In David Koepp’s hugely entertaining thriller Premium Rush, Joseph Gordon-Levitt stars as a bike messenger named Wilee, nickname “Coyote.” Right up front, Koepp is telling the audience what kind of movie they’re going to get: a nonstop chase, full of blown schemes, slipped traps, and madcap humor, in the spirit of a Roadrunner cartoon. Only Gordon-Levitt isn’t the Wile E. Coyote in this scenario. That role falls to the transcendently silly Michael Shannon, playing a crooked cop who always thinks he has the drop on the Roadrunner, but usually winds up with an anvil dropped on his head. He’s Premium Rush’s villain, but Shannon doesn’t attempt anything like the austere derangement of a Hans Gruber type, even though he specializes in playing terrifying nutjobs. Instead, he’s a buffoon of the first order, and his hapless tomfoolery sets the tone for a light, fast, frequently hilarious 90 minutes.

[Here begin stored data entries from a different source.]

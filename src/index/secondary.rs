use std::collections::HashMap;
use std::hash::Hash;
use std::time::Instant;
use chrono::{NaiveDate, NaiveTime};
use serde::Serialize;
use tracing::info;
use crate::core::error::{Error, ErrorKind, Result};
use crate::core::types::{ScalarKind, ScalarValue};
use crate::schema::schema::FieldId;
use crate::storage::column::Column;
use crate::storage::record_store::RecordStore;

/// Value -> ascending record indices, one map per indexable kind
#[derive(Debug, Clone)]
enum Buckets {
    Unsigned(HashMap<u64, Vec<usize>>),
    Text(HashMap<String, Vec<usize>>),
    Date(HashMap<NaiveDate, Vec<usize>>),
    Time(HashMap<NaiveTime, Vec<usize>>),
}

fn bucketize<K: Copy + Eq + Hash>(values: &[Option<K>]) -> HashMap<K, Vec<usize>> {
    let mut buckets: HashMap<K, Vec<usize>> = HashMap::new();
    for (index, value) in values.iter().enumerate() {
        if let Some(key) = value {
            buckets.entry(*key).or_default().push(index);
        }
    }
    buckets
}

fn bucketize_text(values: &[Option<String>]) -> HashMap<String, Vec<usize>> {
    let mut buckets: HashMap<String, Vec<usize>> = HashMap::new();
    for (index, value) in values.iter().enumerate() {
        if let Some(key) = value {
            // Only allocate a key the first time a value is seen
            match buckets.get_mut(key.as_str()) {
                Some(bucket) => bucket.push(index),
                None => {
                    buckets.insert(key.clone(), vec![index]);
                }
            }
        }
    }
    buckets
}

/// Equality index over one field of an immutable store.
///
/// Built by a single ascending pass, so every bucket is sorted. The index is
/// a snapshot of the store at build time; it is never updated afterwards.
#[derive(Debug, Clone)]
pub struct SecondaryIndex {
    field: FieldId,
    buckets: Buckets,
    indexed_rows: usize,
}

/// Shape of a built index
#[derive(Debug, Clone, Serialize)]
pub struct IndexStats {
    pub field: FieldId,
    pub distinct_values: usize,
    pub indexed_rows: usize,
    pub largest_bucket: usize,
}

impl SecondaryIndex {
    pub fn build(store: &RecordStore, field: FieldId) -> Result<Self> {
        let start = Instant::now();
        let buckets = match store.column(field) {
            Column::Unsigned(values) => Buckets::Unsigned(bucketize(values)),
            Column::Text(values) => Buckets::Text(bucketize_text(values)),
            Column::Date(values) => Buckets::Date(bucketize(values)),
            Column::Time(values) => Buckets::Time(bucketize(values)),
            Column::Numeric(_) => {
                return Err(Error::new(
                    ErrorKind::UnsupportedOperator,
                    format!("field '{}' is {} and cannot be indexed", field, ScalarKind::Numeric)
                ));
            }
        };

        let index = SecondaryIndex {
            field,
            indexed_rows: store.column(field).present_count(),
            buckets,
        };

        info!(
            field = field.name(),
            distinct = index.bucket_count(),
            rows = index.indexed_rows,
            took_ms = start.elapsed().as_millis() as u64,
            "secondary index built"
        );
        Ok(index)
    }

    pub fn field(&self) -> FieldId {
        self.field
    }

    /// Ascending indices holding exactly `value`; empty when there is no
    /// bucket (including operands of another kind).
    pub fn lookup(&self, value: &ScalarValue) -> &[usize] {
        let bucket = match (&self.buckets, value) {
            (Buckets::Unsigned(map), ScalarValue::Unsigned(v)) => map.get(v),
            (Buckets::Text(map), ScalarValue::Text(v)) => map.get(v.as_str()),
            (Buckets::Date(map), ScalarValue::Date(v)) => map.get(v),
            (Buckets::Time(map), ScalarValue::Time(v)) => map.get(v),
            _ => None,
        };
        bucket.map(Vec::as_slice).unwrap_or(&[])
    }

    /// Text lookup without building an owned operand
    pub fn lookup_text(&self, value: &str) -> &[usize] {
        match &self.buckets {
            Buckets::Text(map) => map.get(value).map(Vec::as_slice).unwrap_or(&[]),
            _ => &[],
        }
    }

    pub fn bucket_count(&self) -> usize {
        match &self.buckets {
            Buckets::Unsigned(map) => map.len(),
            Buckets::Text(map) => map.len(),
            Buckets::Date(map) => map.len(),
            Buckets::Time(map) => map.len(),
        }
    }

    /// Rows where the indexed field is present
    pub fn indexed_rows(&self) -> usize {
        self.indexed_rows
    }

    /// Every indexed value with its bucket, in no particular order
    pub fn entries(&self) -> Vec<(ScalarValue, &[usize])> {
        match &self.buckets {
            Buckets::Unsigned(map) => map.iter().map(|(k, v)| (ScalarValue::Unsigned(*k), v.as_slice())).collect(),
            Buckets::Text(map) => map.iter().map(|(k, v)| (ScalarValue::Text(k.clone()), v.as_slice())).collect(),
            Buckets::Date(map) => map.iter().map(|(k, v)| (ScalarValue::Date(*k), v.as_slice())).collect(),
            Buckets::Time(map) => map.iter().map(|(k, v)| (ScalarValue::Time(*k), v.as_slice())).collect(),
        }
    }

    pub fn stats(&self) -> IndexStats {
        let largest_bucket = self.entries().iter().map(|(_, b)| b.len()).max().unwrap_or(0);
        IndexStats {
            field: self.field,
            distinct_values: self.bucket_count(),
            indexed_rows: self.indexed_rows,
            largest_bucket,
        }
    }
}
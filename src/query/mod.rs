pub mod ast;
pub mod matcher;
pub mod planner;
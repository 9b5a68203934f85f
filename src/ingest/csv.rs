use std::borrow::Cow;
use std::path::Path;
use std::time::Instant;
use chrono::{NaiveDate, NaiveTime};
use csv::{ByteRecord, ReaderBuilder};
use rayon::prelude::*;
use rayon::ThreadPool;
use tracing::{info, warn};
use crate::core::config::Config;
use crate::core::error::Result;
use crate::core::types::{ScalarKind, ScalarValue};
use crate::mmap::mmap_file::MmapFile;
use crate::schema::schema::{FieldId, FIELD_COUNT};
use crate::storage::record_store::{RecordStore, RecordStoreBuilder, Row};

fn reader_builder(has_headers: bool) -> ReaderBuilder {
    let mut builder = ReaderBuilder::new();
    builder.has_headers(has_headers).flexible(true);
    builder
}

fn cell_text(cell: &[u8]) -> Cow<'_, str> {
    String::from_utf8_lossy(cell)
}

/// Split one CSV record into cells. Quoted cells may hold commas, escaped
/// `""` quotes and line breaks; the enclosing quotes are dropped.
pub fn split_line(line: &str) -> Vec<String> {
    let mut reader = reader_builder(false).from_reader(line.as_bytes());
    let mut record = ByteRecord::new();
    match reader.read_byte_record(&mut record) {
        Ok(true) => record.iter().map(|cell| cell_text(cell).into_owned()).collect(),
        _ => vec![String::new()],
    }
}

/// `M/D/YYYY`
fn parse_date(cell: &str) -> Option<NaiveDate> {
    let mut parts = cell.splitn(3, '/');
    let month: u32 = parts.next()?.trim().parse().ok()?;
    let day: u32 = parts.next()?.trim().parse().ok()?;
    let year: i32 = parts.next()?.trim().parse().ok()?;
    NaiveDate::from_ymd_opt(year, month, day)
}

/// `H:MM`
fn parse_time(cell: &str) -> Option<NaiveTime> {
    let (hour, minute) = cell.split_once(':')?;
    let hour: u32 = hour.trim().parse().ok()?;
    let minute: u32 = minute.trim().parse().ok()?;
    NaiveTime::from_hms_opt(hour, minute, 0)
}

/// Convert one cell to the field's kind. Blank cells are absent; cells
/// that do not parse are absent too, with a warning.
pub fn convert_cell(field: FieldId, cell: &str) -> Option<ScalarValue> {
    let text = cell.trim();
    if text.is_empty() {
        return None;
    }

    let value = match field.kind() {
        ScalarKind::Text => Some(ScalarValue::Text(cell.to_string())),
        ScalarKind::Unsigned => text.parse::<u64>().ok().map(ScalarValue::Unsigned),
        ScalarKind::Numeric => text.parse::<f64>().ok().map(ScalarValue::Numeric),
        ScalarKind::Date => parse_date(text).map(ScalarValue::Date),
        ScalarKind::Time => parse_time(text).map(ScalarValue::Time),
    };

    if value.is_none() {
        warn!(field = field.name(), cell = text, "unparseable cell stored as absent");
    }
    value
}

/// Convert one parsed record into a row. Missing trailing cells are absent
/// and extra cells are ignored.
fn record_to_row(record: &ByteRecord) -> Row {
    if record.len() < FIELD_COUNT {
        warn!(cells = record.len(), expected = FIELD_COUNT, "short csv record");
    }

    let mut row = Row::new();
    for (field, cell) in FieldId::ALL.into_iter().zip(record.iter()) {
        row.set(field, convert_cell(field, &cell_text(cell)));
    }
    row
}

/// Parse one data record (without a header) into a row
pub fn parse_line(line: &str) -> Row {
    let mut reader = reader_builder(false).from_reader(line.as_bytes());
    let mut record = ByteRecord::new();
    match reader.read_byte_record(&mut record) {
        Ok(true) => record_to_row(&record),
        _ => {
            warn!("empty csv record");
            Row::new()
        }
    }
}

/// Cut the records into batches of roughly `target` bytes each
fn record_batches(data: &[u8], target: usize) -> Result<Vec<Vec<ByteRecord>>> {
    let mut reader = reader_builder(true).from_reader(data);
    let mut batches = Vec::new();
    let mut batch = Vec::new();
    let mut batch_bytes = 0;

    for record in reader.byte_records() {
        let record = record?;
        batch_bytes += record.as_slice().len() + record.len();
        batch.push(record);
        if batch_bytes >= target {
            batches.push(std::mem::take(&mut batch));
            batch_bytes = 0;
        }
    }
    if !batch.is_empty() {
        batches.push(batch);
    }
    Ok(batches)
}

fn convert_batch(batch: &[ByteRecord]) -> Result<RecordStoreBuilder> {
    let mut builder = RecordStoreBuilder::new();
    for record in batch {
        builder.push_row(record_to_row(record))?;
    }
    Ok(builder)
}

/// Loads the collision CSV export (header line first) into a record store
pub struct CsvLoader {
    chunk_bytes: usize,
    pool: ThreadPool,
}

impl CsvLoader {
    pub fn new(config: &Config) -> Result<Self> {
        let pool = rayon::ThreadPoolBuilder::new()
            .num_threads(config.worker_threads.max(1))
            .thread_name(|i| format!("crashscan-csv-{}", i))
            .build()?;

        Ok(CsvLoader {
            chunk_bytes: config.csv_chunk_bytes.max(1),
            pool,
        })
    }

    pub fn load<P: AsRef<Path>>(&self, path: P) -> Result<RecordStore> {
        let start = Instant::now();
        let file = MmapFile::open_read_only(&path)?;
        let store = self.load_bytes(file.data())?;

        info!(
            path = %path.as_ref().display(),
            bytes = file.len,
            records = store.len(),
            took_ms = start.elapsed().as_millis() as u64,
            "csv loaded"
        );
        Ok(store)
    }

    /// Parse CSV text already in memory. Records are framed by one
    /// sequential reader, then converted to typed rows in parallel batches
    /// and merged in file order.
    pub fn load_bytes(&self, data: &[u8]) -> Result<RecordStore> {
        let batches = record_batches(data, self.chunk_bytes)?;
        let builders: Vec<RecordStoreBuilder> = self.pool.install(|| {
            batches
                .par_iter()
                .map(|batch| convert_batch(batch))
                .collect::<Result<Vec<_>>>()
        })?;

        let mut merged = RecordStoreBuilder::new();
        for builder in builders {
            merged.merge(builder);
        }
        Ok(merged.finish())
    }
}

Unfolding more or less in real time—Koepp fiddles with the chronology too much to make it official—Premium Rush follows Gordon-Levitt as he darts through Manhattan on a messenger bike with a fixed gear and no brakes. He takes an envelope from a university student who wants him to dash it over to Chinatown, gravely stressing the importance of the task. As soon as Gordon-Levitt gets on his bike, Shannon confronts him, claiming he needs the envelope for police business. In the first of many feints to come, Gordon-Levitt gives Shannon the slip and heads across town, not expecting that this supposed campus cop will be trying to run him over minutes later.

The contents of the envelope are clarified later, as are Shannon’s hilariously pathetic reasons for coveting it, but it’s mostly a MacGuffin, a thin excuse for the tires to meet the pavement. Koepp wants to capture the immediacy of bike messengers zipping through hostile territory, but Premium Rush has an arcade elasticity that’s a few stops removed from reality. In a clever touch, he slows down the action in dangerous situations and charts the various paths Gordon-Levitt can take to get out of trouble—like a split-second Choose Your Own Adventure where two options end in bloody catastrophe and a third is a needle-thread to safety. No matter how perilous things get, he never stops having fun—and neither does the movie.